⟨

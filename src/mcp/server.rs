/// MCP server implementation that handles JSON-RPC communication
///
/// This module implements the actual MCP server that:
/// 1. Reads JSON-RPC requests from stdin, one per line
/// 2. Routes tool calls to the tools module
/// 3. Sends JSON-RPC responses to stdout

use serde_json::{json, Value};
use tokio::io::{AsyncBufReadExt, AsyncWriteExt, BufReader};
use tracing::{debug, error, info, warn};

use crate::mcp::protocol::*;
use crate::tools::{self, parse_params, ToolError};
use crate::{HabitFlowServer, ServerError};

/// MCP server that handles communication with the client
pub struct McpServer {
    habitflow: HabitFlowServer,
    /// Whether the client has confirmed initialization
    initialized: bool,
}

impl McpServer {
    pub fn new(habitflow: HabitFlowServer) -> Self {
        Self {
            habitflow,
            initialized: false,
        }
    }

    /// Run the MCP server, handling JSON-RPC over stdin/stdout
    pub async fn run(&mut self) -> Result<(), ServerError> {
        info!("Starting MCP server, waiting for JSON-RPC requests...");

        let stdin = tokio::io::stdin();
        let mut reader = BufReader::new(stdin);
        let mut stdout = tokio::io::stdout();

        let mut line = String::new();

        loop {
            line.clear();

            match reader.read_line(&mut line).await {
                Ok(0) => {
                    info!("MCP server shutting down (stdin closed)");
                    break;
                }
                Ok(_) => {
                    if let Some(response) = self.process_line(&line).await {
                        let response_str = serde_json::to_string(&response)?;

                        stdout.write_all(response_str.as_bytes()).await?;
                        stdout.write_all(b"\n").await?;
                        stdout.flush().await?;

                        debug!("Sent response: {}", response_str);
                    }
                }
                Err(e) => {
                    error!("Failed to read from stdin: {}", e);
                    break;
                }
            }
        }

        Ok(())
    }

    /// Whether `initialized` has been received
    pub fn is_initialized(&self) -> bool {
        self.initialized
    }

    /// Process a single line of JSON-RPC input
    ///
    /// Returns `None` for blank lines and notifications.
    pub async fn process_line(&mut self, line: &str) -> Option<JsonRpcResponse> {
        let line = line.trim();
        if line.is_empty() {
            return None;
        }

        debug!("Processing request: {}", line);

        let request: JsonRpcRequest = match serde_json::from_str(line) {
            Ok(req) => req,
            Err(e) => {
                error!("Failed to parse JSON-RPC request: {}", e);
                return Some(JsonRpcResponse::error(
                    Value::Null,
                    error_codes::PARSE_ERROR,
                    format!("Invalid JSON: {}", e),
                    None,
                ));
            }
        };

        let id = request.id.clone();
        let response = self.handle_request(request).await;

        // Notifications never get an answer
        id.map(|_| response)
    }

    async fn handle_request(&mut self, request: JsonRpcRequest) -> JsonRpcResponse {
        let id = request.id.clone().unwrap_or(Value::Null);

        match request.method.as_str() {
            "initialize" => self.handle_initialize(id),
            "initialized" | "notifications/initialized" => {
                self.initialized = true;
                JsonRpcResponse::success(id, json!({}))
            }
            "ping" => JsonRpcResponse::success(id, json!({})),
            "tools/list" => self.handle_tools_list(id),
            "tools/call" => self.handle_tools_call(id, request.params).await,
            _ => JsonRpcResponse::error(
                id,
                error_codes::METHOD_NOT_FOUND,
                format!("Method '{}' not found", request.method),
                None,
            ),
        }
    }

    fn handle_initialize(&mut self, id: Value) -> JsonRpcResponse {
        info!("MCP client connected");

        let result = InitializeResult {
            protocol_version: MCP_VERSION.to_string(),
            capabilities: ServerCapabilities {
                tools: Some(ToolsCapability {
                    list_changed: false,
                }),
            },
            server_info: ServerInfo {
                name: "HabitFlow".to_string(),
                version: env!("CARGO_PKG_VERSION").to_string(),
            },
        };

        to_response(id, &result)
    }

    fn handle_tools_list(&self, id: Value) -> JsonRpcResponse {
        JsonRpcResponse::success(id, json!({ "tools": tool_definitions() }))
    }

    async fn handle_tools_call(&mut self, id: Value, params: Option<Value>) -> JsonRpcResponse {
        let tool_params: ToolCallParams = match params.map(serde_json::from_value::<ToolCallParams>) {
            Some(Ok(p)) => p,
            Some(Err(e)) => {
                return JsonRpcResponse::error(
                    id,
                    error_codes::INVALID_PARAMS,
                    format!("Invalid parameters: {}", e),
                    None,
                );
            }
            None => {
                return JsonRpcResponse::error(
                    id,
                    error_codes::INVALID_PARAMS,
                    "Missing parameters".to_string(),
                    None,
                );
            }
        };

        let arguments = match tool_params.arguments {
            Value::Null => json!({}),
            other => other,
        };

        let result = match self.call_tool(&tool_params.name, arguments).await {
            Ok(text) => ToolCallResult::success(text),
            Err(e) => {
                warn!("Tool '{}' failed: {}", tool_params.name, e);
                ToolCallResult::error(e.user_message())
            }
        };

        to_response(id, &result)
    }

    /// Route a tool call and render its result as text
    async fn call_tool(&self, name: &str, arguments: Value) -> Result<String, ToolError> {
        let ctx = self.habitflow.tool_context();

        match name {
            "habit_create" => tools::create_habit(&ctx, parse_params(arguments)?).map(|r| r.message),
            "habit_update" => tools::update_habit(&ctx, parse_params(arguments)?).map(|r| r.message),
            "habit_delete" => tools::delete_habit(&ctx, parse_params(arguments)?).map(|r| r.message),
            "habit_toggle" => tools::toggle_habit(&ctx, parse_params(arguments)?).map(|r| r.message),
            "habit_list" => tools::list_habits(&ctx, parse_params(arguments)?).map(|r| r.message),
            "dashboard" => tools::get_dashboard(&ctx, parse_params(arguments)?).map(|r| r.message),
            "activity_calendar" => {
                tools::activity_calendar(&ctx, parse_params(arguments)?).map(|r| r.message)
            }
            "book_create" => tools::create_book(&ctx, parse_params(arguments)?).map(|r| r.message),
            "book_list" => tools::list_books(&ctx, parse_params(arguments)?).map(|r| r.message),
            "book_update" => tools::update_book(&ctx, parse_params(arguments)?).map(|r| r.message),
            "book_progress" => {
                tools::update_progress(&ctx, parse_params(arguments)?).map(|r| r.message)
            }
            "book_delete" => tools::delete_book(&ctx, parse_params(arguments)?).map(|r| r.message),
            "digest_generate" => tools::generate_digest(
                &ctx,
                self.habitflow.text_generator(),
                parse_params(arguments)?,
            )
            .await
            .map(|r| r.message),
            "digest_list" => tools::list_digests(&ctx, parse_params(arguments)?).map(|r| r.message),
            _ => Err(ToolError::InvalidParams(format!("Unknown tool: {}", name))),
        }
    }
}

fn to_response<T: serde::Serialize>(id: Value, result: &T) -> JsonRpcResponse {
    match serde_json::to_value(result) {
        Ok(value) => JsonRpcResponse::success(id, value),
        Err(e) => JsonRpcResponse::error(
            id,
            error_codes::INTERNAL_ERROR,
            format!("Failed to serialize result: {}", e),
            None,
        ),
    }
}

/// Every tool the server offers, with generated input schemas
pub fn tool_definitions() -> Vec<ToolDefinition> {
    vec![
        ToolDefinition::new::<tools::CreateHabitParams>(
            "habit_create",
            "Create a new habit to track",
        ),
        ToolDefinition::new::<tools::UpdateHabitParams>(
            "habit_update",
            "Change a habit's name, icon, colour or target days",
        ),
        ToolDefinition::new::<tools::DeleteHabitParams>(
            "habit_delete",
            "Delete a habit together with its completion history",
        ),
        ToolDefinition::new::<tools::ToggleHabitParams>(
            "habit_toggle",
            "Mark a habit done for a day, or undo it if it was already done (defaults to today)",
        ),
        ToolDefinition::new::<tools::ListHabitsParams>(
            "habit_list",
            "List all habits with current and longest streaks and today's status",
        ),
        ToolDefinition::new::<tools::DashboardParams>(
            "dashboard",
            "Today's overview: completed habits, best streak and books in progress",
        ),
        ToolDefinition::new::<tools::CalendarParams>(
            "activity_calendar",
            "Yearly activity heatmap across all habits with summary stats",
        ),
        ToolDefinition::new::<tools::CreateBookParams>("book_create", "Add a book to the reading list"),
        ToolDefinition::new::<tools::ListBooksParams>(
            "book_list",
            "List books with reading progress, optionally filtered by status",
        ),
        ToolDefinition::new::<tools::UpdateBookParams>(
            "book_update",
            "Update a book's details or status",
        ),
        ToolDefinition::new::<tools::BookProgressParams>(
            "book_progress",
            "Record the page you have reached in a book",
        ),
        ToolDefinition::new::<tools::DeleteBookParams>("book_delete", "Remove a book from the list"),
        ToolDefinition::new::<tools::GenerateDigestParams>(
            "digest_generate",
            "Generate an AI-written summary of this week's habits and reading",
        ),
        ToolDefinition::new::<tools::ListDigestsParams>(
            "digest_list",
            "Show the most recent weekly digests",
        ),
    ]
}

⟩

» **What is expected**
Once you have identified the lines above that contain "tokio", copy each of them.

» **Worked solution**
use tokio::io::{AsyncBufReadExt, AsyncWriteExt, BufReader};
        let stdin = tokio::io::stdin();
        let mut stdout = tokio::io::stdout();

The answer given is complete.